Repeat exactly, and only, the lines of the entries below from the one with "let saved = state.repo.save(doc).await?;" through the one with "document exists; an", both ends included.

(Collected data entries)
=== Begin Enclosure ===

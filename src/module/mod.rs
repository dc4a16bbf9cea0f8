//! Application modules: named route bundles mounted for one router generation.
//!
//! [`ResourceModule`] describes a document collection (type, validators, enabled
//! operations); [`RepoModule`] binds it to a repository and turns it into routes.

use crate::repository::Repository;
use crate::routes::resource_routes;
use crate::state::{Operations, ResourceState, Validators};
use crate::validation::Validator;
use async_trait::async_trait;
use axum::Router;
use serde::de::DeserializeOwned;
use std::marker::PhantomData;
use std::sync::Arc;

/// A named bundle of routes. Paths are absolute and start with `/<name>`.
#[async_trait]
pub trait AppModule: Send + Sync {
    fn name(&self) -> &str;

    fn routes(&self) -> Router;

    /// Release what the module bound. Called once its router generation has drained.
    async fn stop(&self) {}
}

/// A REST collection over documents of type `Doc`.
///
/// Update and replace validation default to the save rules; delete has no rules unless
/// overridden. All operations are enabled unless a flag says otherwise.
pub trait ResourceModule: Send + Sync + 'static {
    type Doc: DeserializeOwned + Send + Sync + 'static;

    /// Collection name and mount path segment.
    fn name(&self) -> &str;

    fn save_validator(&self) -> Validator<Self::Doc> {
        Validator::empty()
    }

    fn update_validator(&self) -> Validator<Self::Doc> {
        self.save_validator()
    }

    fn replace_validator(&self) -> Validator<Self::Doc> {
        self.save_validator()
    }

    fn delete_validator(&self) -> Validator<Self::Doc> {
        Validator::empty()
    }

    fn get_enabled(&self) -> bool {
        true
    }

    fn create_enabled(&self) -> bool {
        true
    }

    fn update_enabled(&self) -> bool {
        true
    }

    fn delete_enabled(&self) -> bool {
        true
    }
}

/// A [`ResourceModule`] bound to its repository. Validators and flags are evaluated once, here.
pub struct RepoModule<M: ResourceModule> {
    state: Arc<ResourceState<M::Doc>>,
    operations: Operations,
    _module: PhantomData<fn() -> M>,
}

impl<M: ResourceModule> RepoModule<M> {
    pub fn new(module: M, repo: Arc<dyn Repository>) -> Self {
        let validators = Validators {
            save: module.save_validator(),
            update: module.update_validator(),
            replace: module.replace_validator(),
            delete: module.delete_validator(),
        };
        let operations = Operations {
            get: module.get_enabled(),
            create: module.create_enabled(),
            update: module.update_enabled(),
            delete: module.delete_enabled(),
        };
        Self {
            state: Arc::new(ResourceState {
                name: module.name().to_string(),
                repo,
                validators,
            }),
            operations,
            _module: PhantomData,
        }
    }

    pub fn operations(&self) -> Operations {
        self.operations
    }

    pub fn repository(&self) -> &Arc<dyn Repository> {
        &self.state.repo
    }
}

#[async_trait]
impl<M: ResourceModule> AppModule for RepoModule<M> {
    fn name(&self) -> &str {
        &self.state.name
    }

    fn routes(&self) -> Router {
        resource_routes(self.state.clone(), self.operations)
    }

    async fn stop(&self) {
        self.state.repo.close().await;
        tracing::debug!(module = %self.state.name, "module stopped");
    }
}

=== End Enclosure ===
=== Begin Enclosure ===

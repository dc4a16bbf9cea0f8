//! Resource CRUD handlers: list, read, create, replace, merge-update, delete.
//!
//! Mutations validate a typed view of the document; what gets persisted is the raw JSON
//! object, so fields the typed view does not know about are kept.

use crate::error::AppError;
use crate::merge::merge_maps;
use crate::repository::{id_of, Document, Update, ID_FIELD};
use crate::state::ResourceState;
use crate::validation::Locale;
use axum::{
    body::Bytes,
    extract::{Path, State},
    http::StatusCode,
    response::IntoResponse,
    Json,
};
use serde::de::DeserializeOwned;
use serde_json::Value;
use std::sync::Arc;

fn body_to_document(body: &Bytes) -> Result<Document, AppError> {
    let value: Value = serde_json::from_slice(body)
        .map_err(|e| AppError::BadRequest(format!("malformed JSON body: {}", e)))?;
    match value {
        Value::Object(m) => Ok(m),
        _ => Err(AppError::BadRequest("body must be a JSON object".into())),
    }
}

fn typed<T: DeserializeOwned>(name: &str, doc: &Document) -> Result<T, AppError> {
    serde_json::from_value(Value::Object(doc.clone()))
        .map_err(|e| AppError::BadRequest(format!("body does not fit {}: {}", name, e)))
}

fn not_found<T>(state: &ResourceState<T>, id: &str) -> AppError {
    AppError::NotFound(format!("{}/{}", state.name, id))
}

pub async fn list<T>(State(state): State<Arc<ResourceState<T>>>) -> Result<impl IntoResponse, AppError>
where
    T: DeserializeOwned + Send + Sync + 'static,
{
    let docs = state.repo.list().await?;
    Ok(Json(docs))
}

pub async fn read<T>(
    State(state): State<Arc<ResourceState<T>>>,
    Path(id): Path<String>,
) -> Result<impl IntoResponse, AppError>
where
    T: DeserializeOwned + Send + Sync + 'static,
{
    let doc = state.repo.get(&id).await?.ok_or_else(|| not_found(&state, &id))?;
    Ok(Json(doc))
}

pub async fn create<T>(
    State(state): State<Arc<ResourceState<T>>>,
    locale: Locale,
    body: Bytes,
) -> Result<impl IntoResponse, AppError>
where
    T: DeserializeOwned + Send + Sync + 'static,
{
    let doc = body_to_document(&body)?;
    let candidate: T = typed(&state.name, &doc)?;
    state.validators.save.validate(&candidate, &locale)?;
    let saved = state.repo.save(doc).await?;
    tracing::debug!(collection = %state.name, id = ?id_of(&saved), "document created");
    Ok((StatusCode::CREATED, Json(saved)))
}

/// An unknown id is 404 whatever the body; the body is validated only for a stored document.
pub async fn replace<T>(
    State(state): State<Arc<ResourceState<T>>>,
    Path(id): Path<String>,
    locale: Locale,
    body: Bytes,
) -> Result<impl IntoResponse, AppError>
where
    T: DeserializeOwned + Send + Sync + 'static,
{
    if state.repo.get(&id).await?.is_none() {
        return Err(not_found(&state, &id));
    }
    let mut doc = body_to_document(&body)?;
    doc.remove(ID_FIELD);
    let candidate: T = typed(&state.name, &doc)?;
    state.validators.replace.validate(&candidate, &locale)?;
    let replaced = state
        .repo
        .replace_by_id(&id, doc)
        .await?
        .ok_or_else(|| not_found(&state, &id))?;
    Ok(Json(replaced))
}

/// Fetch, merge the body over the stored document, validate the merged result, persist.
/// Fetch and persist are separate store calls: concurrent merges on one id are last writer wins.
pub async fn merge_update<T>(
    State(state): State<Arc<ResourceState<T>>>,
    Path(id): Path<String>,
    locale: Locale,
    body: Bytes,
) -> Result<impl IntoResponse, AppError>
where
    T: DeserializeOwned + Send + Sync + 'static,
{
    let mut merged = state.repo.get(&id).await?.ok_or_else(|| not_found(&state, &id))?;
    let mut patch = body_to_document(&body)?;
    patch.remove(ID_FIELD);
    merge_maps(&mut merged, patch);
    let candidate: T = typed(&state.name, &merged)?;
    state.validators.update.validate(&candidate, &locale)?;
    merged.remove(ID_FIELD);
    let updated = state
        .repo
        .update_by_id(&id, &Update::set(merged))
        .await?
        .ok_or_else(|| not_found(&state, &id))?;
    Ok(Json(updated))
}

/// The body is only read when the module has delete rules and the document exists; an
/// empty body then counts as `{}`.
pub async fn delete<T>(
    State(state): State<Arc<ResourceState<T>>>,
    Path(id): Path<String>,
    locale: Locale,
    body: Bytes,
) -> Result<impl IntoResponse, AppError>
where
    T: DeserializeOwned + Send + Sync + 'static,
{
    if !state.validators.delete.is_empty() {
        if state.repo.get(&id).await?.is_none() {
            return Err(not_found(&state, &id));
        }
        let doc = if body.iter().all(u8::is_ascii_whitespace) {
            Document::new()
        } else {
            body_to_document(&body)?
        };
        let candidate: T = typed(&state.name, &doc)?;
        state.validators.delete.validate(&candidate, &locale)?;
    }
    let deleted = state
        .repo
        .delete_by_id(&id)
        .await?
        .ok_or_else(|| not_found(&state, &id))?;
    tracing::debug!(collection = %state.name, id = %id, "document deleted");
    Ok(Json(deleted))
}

=== End Enclosure ===

Response box:
    let saved = state.repo.save(doc).await?;
    tracing::debug!(collection = %state.name, id = ?id_of(&saved), "document created");
    Ok((StatusCode::CREATED, Json(saved)))
}

/// An unknown id is 404 whatever the body; the body is validated only for a stored document.
pub async fn replace<T>(
    State(state): State<Arc<ResourceState<T>>>,
    Path(id): Path<String>,
    locale: Locale,
    body: Bytes,
) -> Result<impl IntoResponse, AppError>
where
    T: DeserializeOwned + Send + Sync + 'static,
{
    if state.repo.get(&id).await?.is_none() {
        return Err(not_found(&state, &id));
    }
    let mut doc = body_to_document(&body)?;
    doc.remove(ID_FIELD);
    let candidate: T = typed(&state.name, &doc)?;
    state.validators.replace.validate(&candidate, &locale)?;
    let replaced = state
        .repo
        .replace_by_id(&id, doc)
        .await?
        .ok_or_else(|| not_found(&state, &id))?;
    Ok(Json(replaced))
}

/// Fetch, merge the body over the stored document, validate the merged result, persist.
/// Fetch and persist are separate store calls: concurrent merges on one id are last writer wins.
pub async fn merge_update<T>(
    State(state): State<Arc<ResourceState<T>>>,
    Path(id): Path<String>,
    locale: Locale,
    body: Bytes,
) -> Result<impl IntoResponse, AppError>
where
    T: DeserializeOwned + Send + Sync + 'static,
{
    let mut merged = state.repo.get(&id).await?.ok_or_else(|| not_found(&state, &id))?;
    let mut patch = body_to_document(&body)?;
    patch.remove(ID_FIELD);
    merge_maps(&mut merged, patch);
    let candidate: T = typed(&state.name, &merged)?;
    state.validators.update.validate(&candidate, &locale)?;
    merged.remove(ID_FIELD);
    let updated = state
        .repo
        .update_by_id(&id, &Update::set(merged))
        .await?
        .ok_or_else(|| not_found(&state, &id))?;
    Ok(Json(updated))
}

/// The body is only read when the module has delete rules and the document exists; an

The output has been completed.